* _What to do_: Each line from the one containing "remote console packets" through the final line of the data below must be repeated exactly.

Given records: Begin

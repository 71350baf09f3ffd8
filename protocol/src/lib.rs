//! # Wire Protocol
//!
//! Binary codec and typed packets shared by the server, the probe client and
//! the integration tests.
//!
//! ## Layout on the wire
//!
//! All values are little-endian. Booleans take exactly one byte. Strings come
//! in three flavours: ASCII with a 1 or 2 byte length prefix, UTF-32 with a
//! 1 byte prefix counting characters, and fixed-width zero padded fields.
//!
//! TCP frames carry a 2 byte length prefix that does not count itself; RCON
//! uses a 4 byte prefix. UDP datagrams carry no prefix. The first payload
//! byte of every game message is an [`opcodes::ACServerProtocol`] value.
//!
//! ## Modules
//!
//! - [`codec`]: bounds-checked [`PacketReader`] and backpatching [`PacketWriter`]
//! - [`framing`]: length prefixes and the async [`FrameReader`]
//! - [`opcodes`]: opcode enumerations for every sub-protocol
//! - [`packets`]: game packets and per-direction message enums
//! - [`rcon`]: remote console packets
//! - [`plugin`]: UDP telemetry plugin events and requests
//! - [`types`]: vectors and bit flags shared by the packets

pub mod codec;
pub mod error;
pub mod framing;
pub mod opcodes;
pub mod packets;
pub mod plugin;
pub mod rcon;
pub mod types;

pub use codec::{PacketReader, PacketWriter, StringPrefix, WirePrimitive};
pub use error::{CodecError, Result};
pub use framing::{decode_frame, FrameReader, LengthPrefix};
pub use packets::{IncomingPacket, OutgoingPacket};
pub use types::{CarStatusFlags, CspFeatures, Vector3};

/// Protocol version a client must report in its handshake.
pub const PROTOCOL_VERSION: u16 = 202;

/// Largest TCP game frame payload the server accepts.
pub const MAX_TCP_FRAME: usize = 4096;

/// Largest UDP datagram read from the socket.
pub const MAX_DATAGRAM: usize = 1500;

Given records: End

* _Answer section_:
//! - [`rcon`]: remote console packets
//! - [`plugin`]: UDP telemetry plugin events and requests
//! - [`types`]: vectors and bit flags shared by the packets

pub mod codec;
pub mod error;
pub mod framing;
pub mod opcodes;
pub mod packets;
pub mod plugin;
pub mod rcon;
pub mod types;

pub use codec::{PacketReader, PacketWriter, StringPrefix, WirePrimitive};
pub use error::{CodecError, Result};
pub use framing::{decode_frame, FrameReader, LengthPrefix};
pub use packets::{IncomingPacket, OutgoingPacket};
pub use types::{CarStatusFlags, CspFeatures, Vector3};

/// Protocol version a client must report in its handshake.
pub const PROTOCOL_VERSION: u16 = 202;

/// Largest TCP game frame payload the server accepts.
pub const MAX_TCP_FRAME: usize = 4096;

/// Largest UDP datagram read from the socket.
pub const MAX_DATAGRAM: usize = 1500;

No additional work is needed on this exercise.